De l'animal objet à l'être sensible

L'animal, dans notre société, est le plus souvent considéré comme un objet à notre service : animal de consommation, d'expérience ou de divertissement.
L'ours du dresseur Poliakov

Tout notre système s'articule autour de cette utilisation de l'animal utilitaire, plutôt que vers une reconnaissance de son existence propre. Le cirque est à l'image de ce rapport pernicieux entre l'homme et la bête.

Bien que reconnu comme un «être sensible» par le traité d'Amsterdam, l'animal dans les cirques n'est pas considéré comme tel. On parle généralement d'animal de cirque et non d'animal dans les cirques, comme s'il existait par essence des « races d'animaux de cirque ». L'animal représente un faire valoir qui se décline sur l'apparence. Extirpé de son environnement naturel, l'animal n'est plus qu'un miroir de lui-même. C'est l'image de la bête qui est mise en scène et non plus l'animal en tant qu'être sensible évoluant dans un environnement avec des besoins qui lui sont propres. Ainsi si l'on entre dans un cirque, tout comme le grouin ou les pattes du porc n'ont plus de raison d'être dans un élevage en batterie, les défenses et la trompe de l'éléphant ne sont que des attributs « factices », n'ayant plus d'utilité fonctionnelle dans un milieu qui nie totalement la physiologie de l'animal. Cette négation est particulièrement flagrante lorsqu'on observe les positions contre-nature qui sont imposées aux pachydermes lors des numéros. Contraints de s'asseoir ou de faire le poirier, les éléphants développent des problèmes aux articulations et certaines pathologies pouvant conduire à la mort. Malgré cela depuis des décennies, les professionnels du cirque continuent, dans une surenchère, de 'plier' la nature de l'animal à leur bon vouloir.

On retrouve le même phénomène d'annihilation de la bête dans les voitures-cages.

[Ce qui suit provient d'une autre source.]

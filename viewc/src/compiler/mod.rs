#![allow(missing_docs)]
//! The rewrite passes from template syntax to PHP.
pub mod builtins;
pub mod codegen;
pub mod control;
pub mod dot;
pub mod expression;
pub mod filters;
pub mod interpolation;
pub mod keywords;
pub mod lexer;
pub mod placeholder;
pub mod regions;
pub mod scan;
pub mod strings;
pub mod tokens;
pub mod variables;
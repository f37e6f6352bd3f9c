use crate::compiler::tokens::{Span, Token};
use crate::error::{Error, ErrorKind};

/// Operators longer than one character, longest first.
const MULTI_CHAR_OPERATORS: [&str; 30] = [
    "?->", "===", "!==", "<=>", "...", "**=", "??=", "<<=", ">>=", "->", "::", "=>", "||", "&&",
    "==", "!=", "<>", "<=", ">=", "??", "?:", "++", "--", "+=", "-=", "*=", "/=", ".=", "**",
    "%=",
];

/// Tokenizes a single expression.
///
/// The tokenizer only understands as much of the expression language as the
/// rewrite passes need: identifiers, sigiled variables, string and number
/// literals, placeholders and punctuation.  Everything else becomes an
/// [`Token::Operator`] so unknown syntax passes through untouched.
pub struct Tokenizer<'s> {
    rest: &'s str,
    current_line: u32,
    current_col: u32,
    current_offset: u32,
}

#[cfg(feature = "unicode")]
fn lex_identifier(s: &str) -> usize {
    s.chars()
        .enumerate()
        .map_while(|(idx, c)| {
            let cont = if c == '_' {
                true
            } else if idx == 0 {
                unicode_ident::is_xid_start(c)
            } else {
                unicode_ident::is_xid_continue(c)
            };
            cont.then(|| c.len_utf8())
        })
        .sum::<usize>()
}

#[cfg(not(feature = "unicode"))]
fn lex_identifier(s: &str) -> usize {
    s.as_bytes()
        .iter()
        .enumerate()
        .take_while(|&(idx, &c)| {
            if c == b'_' {
                true
            } else if idx == 0 {
                c.is_ascii_alphabetic()
            } else {
                c.is_ascii_alphanumeric()
            }
        })
        .count()
}

/// Returns the length of a placeholder token (`##TAG<n>##`) at the start of
/// `s`.
pub(crate) fn lex_placeholder(s: &str) -> Option<usize> {
    let bytes = s.as_bytes();
    let rest = some!(bytes.strip_prefix(b"##"));
    let tag_len = rest.iter().take_while(|c| c.is_ascii_uppercase()).count();
    let digits = rest[tag_len..]
        .iter()
        .take_while(|c| c.is_ascii_digit())
        .count();
    if tag_len == 0 || digits == 0 {
        return None;
    }
    let end = 2 + tag_len + digits;
    bytes[end..].starts_with(b"##").then_some(end + 2)
}

/// Finds the end of a quoted literal starting at `start`.
///
/// Returns the offset one past the closing quote.  A quote preceded by an odd
/// number of backslashes is escaped and does not terminate the literal.
pub(crate) fn find_string_end(bytes: &[u8], start: usize) -> Option<usize> {
    let delim = bytes[start];
    let mut escaped = false;
    for (idx, &c) in bytes.iter().enumerate().skip(start + 1) {
        match (escaped, c) {
            (true, _) => escaped = false,
            (_, b'\\') => escaped = true,
            (_, c) if c == delim => return Some(idx + 1),
            _ => {}
        }
    }
    None
}

impl<'s> Tokenizer<'s> {
    /// Creates a new tokenizer.
    pub fn new(input: &'s str) -> Tokenizer<'s> {
        Tokenizer {
            rest: input,
            current_line: 1,
            current_col: 0,
            current_offset: 0,
        }
    }

    /// Produces the next token from the tokenizer.
    pub fn next_token(&mut self) -> Result<Option<(Token<'s>, Span)>, Error> {
        self.skip_whitespace();
        if self.rest.is_empty() {
            return Ok(None);
        }
        let old_loc = self.loc();
        let bytes = self.rest.as_bytes();

        let token = match bytes[0] {
            b'\'' | b'"' => return self.eat_string().map(Some),
            b'0'..=b'9' => {
                let len = self.number_len();
                Token::Number(self.advance(len))
            }
            b'$' => match lex_identifier(&self.rest[1..]) {
                0 => Token::Operator(self.advance(1)),
                len => Token::Variable(&self.advance(len + 1)[1..]),
            },
            b'#' => match lex_placeholder(self.rest) {
                Some(len) => Token::Placeholder(self.advance(len)),
                None => Token::Operator(self.advance(1)),
            },
            _ => match lex_identifier(self.rest) {
                0 => self.eat_operator(),
                len => Token::Ident(self.advance(len)),
            },
        };
        Ok(Some((token, self.span(old_loc))))
    }

    fn advance(&mut self, bytes: usize) -> &'s str {
        let (skipped, new_rest) = self.rest.split_at(bytes);
        for c in skipped.chars() {
            match c {
                '\n' => {
                    self.current_line += 1;
                    self.current_col = 0;
                }
                _ => self.current_col += 1,
            }
        }
        self.current_offset += bytes as u32;
        self.rest = new_rest;
        skipped
    }

    #[inline]
    fn loc(&self) -> (u32, u32, u32) {
        (self.current_line, self.current_col, self.current_offset)
    }

    #[inline]
    fn span(&self, (start_line, start_col, start_offset): (u32, u32, u32)) -> Span {
        Span {
            start_line,
            start_col,
            start_offset,
            end_line: self.current_line,
            end_col: self.current_col,
            end_offset: self.current_offset,
        }
    }

    fn skip_whitespace(&mut self) {
        let skipped = self
            .rest
            .chars()
            .map_while(|c| c.is_whitespace().then(|| c.len_utf8()))
            .sum();
        if skipped > 0 {
            self.advance(skipped);
        }
    }

    fn number_len(&self) -> usize {
        #[derive(Copy, Clone)]
        enum State {
            RadixInteger,
            Integer,
            Fraction,
            Exponent,
            ExponentSign,
        }

        let bytes = self.rest.as_bytes();
        let radix = match bytes.get(..2) {
            Some(b"0b" | b"0B") => 2,
            Some(b"0o" | b"0O") => 8,
            Some(b"0x" | b"0X") => 16,
            _ => 10,
        };
        let (mut state, mut len) = if radix == 10 {
            (State::Integer, 0)
        } else {
            (State::RadixInteger, 2)
        };

        while let Some(&c) = bytes.get(len) {
            state = match (c, state) {
                // a dot only continues a number if a digit follows, `items.0.name`
                // is an index followed by a member access.
                (b'.', State::Integer)
                    if bytes.get(len + 1).map_or(false, |c| c.is_ascii_digit()) =>
                {
                    State::Fraction
                }
                (b'E' | b'e', State::Integer | State::Fraction) => State::Exponent,
                (b'+' | b'-', State::Exponent) => State::ExponentSign,
                (b'0'..=b'9', State::Exponent) => State::ExponentSign,
                (b'0'..=b'9', state) => state,
                (b'a'..=b'f' | b'A'..=b'F', State::RadixInteger) if radix == 16 => state,
                (b'_', _) => state,
                _ => break,
            };
            len += 1;
        }
        len
    }

    fn eat_string(&mut self) -> Result<(Token<'s>, Span), Error> {
        let old_loc = self.loc();
        match find_string_end(self.rest.as_bytes(), 0) {
            Some(len) => {
                let s = self.advance(len);
                Ok((Token::Str(s), self.span(old_loc)))
            }
            None => Err(Error::new(
                ErrorKind::UnterminatedString,
                format!("string starting at `{}` is never closed", truncate(self.rest)),
            )
            .with_offset(self.current_offset as usize)),
        }
    }

    fn eat_operator(&mut self) -> Token<'s> {
        for op in MULTI_CHAR_OPERATORS {
            if self.rest.starts_with(op) {
                let op = self.advance(op.len());
                return match op {
                    "?->" => Token::NullsafeArrow,
                    "->" => Token::Arrow,
                    "::" => Token::DoubleColon,
                    "=>" => Token::FatArrow,
                    op => Token::Operator(op),
                };
            }
        }
        let c = self.rest.chars().next().map_or(1, |c| c.len_utf8());
        match self.advance(c) {
            "." => Token::Dot,
            "," => Token::Comma,
            ":" => Token::Colon,
            "?" => Token::Question,
            "|" => Token::Pipe,
            "=" => Token::Assign,
            "(" => Token::ParenOpen,
            ")" => Token::ParenClose,
            "[" => Token::BracketOpen,
            "]" => Token::BracketClose,
            "{" => Token::BraceOpen,
            "}" => Token::BraceClose,
            op => Token::Operator(op),
        }
    }
}

fn truncate(s: &str) -> &str {
    match s.char_indices().nth(16) {
        Some((idx, _)) => &s[..idx],
        None => s,
    }
}

/// Utility function to quickly tokenize into an iterator.
pub fn tokenize(input: &str) -> impl Iterator<Item = Result<(Token<'_>, Span), Error>> {
    let mut tokenizer = Tokenizer::new(input);
    std::iter::from_fn(move || tokenizer.next_token().transpose())
}

/// Tokenizes a whole expression.
pub(crate) fn tokenize_all(input: &str) -> Result<Vec<(Token<'_>, Span)>, Error> {
    tokenize(input).collect()
}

Le groupe social est scindé ou inexistant, la distance de fuite est impossible, l'espace et la locomotion sont limités au seul 3 ou 4 m2 de la cage du camion... Toute la palette des besoins physiologiques et élémentaires de l'animal est niée au profit de la rentabilité en termes d'espace et de gestion.

Face à la restriction de ces comportements spécifiques (alimentaire, social, sexuel, locomoteur...), l'animal développe des comportements atypiques, preuve selon les spécialistes d'un mal-être voir d'une souffrance chronique. Pourtant les pouvoirs publics et les professionnels du cirque ne semblent pas décidés à remettre en cause cette utilisation de la bête, malgré l'indignation croissante du public. Car remettre en cause cette exploitation, c'est toucher au statut même de l'animal en lui reconnaissant de manière effective une existence qui lui est propre. Ce serait sortir la bête de cette position d'infériorité dans laquelle nous l'avons enfermé depuis l'Antiquité, et donc nous soustraire nous-même de cette position de « supériorité » que nous nous sommes octroyés face au reste du règne animal.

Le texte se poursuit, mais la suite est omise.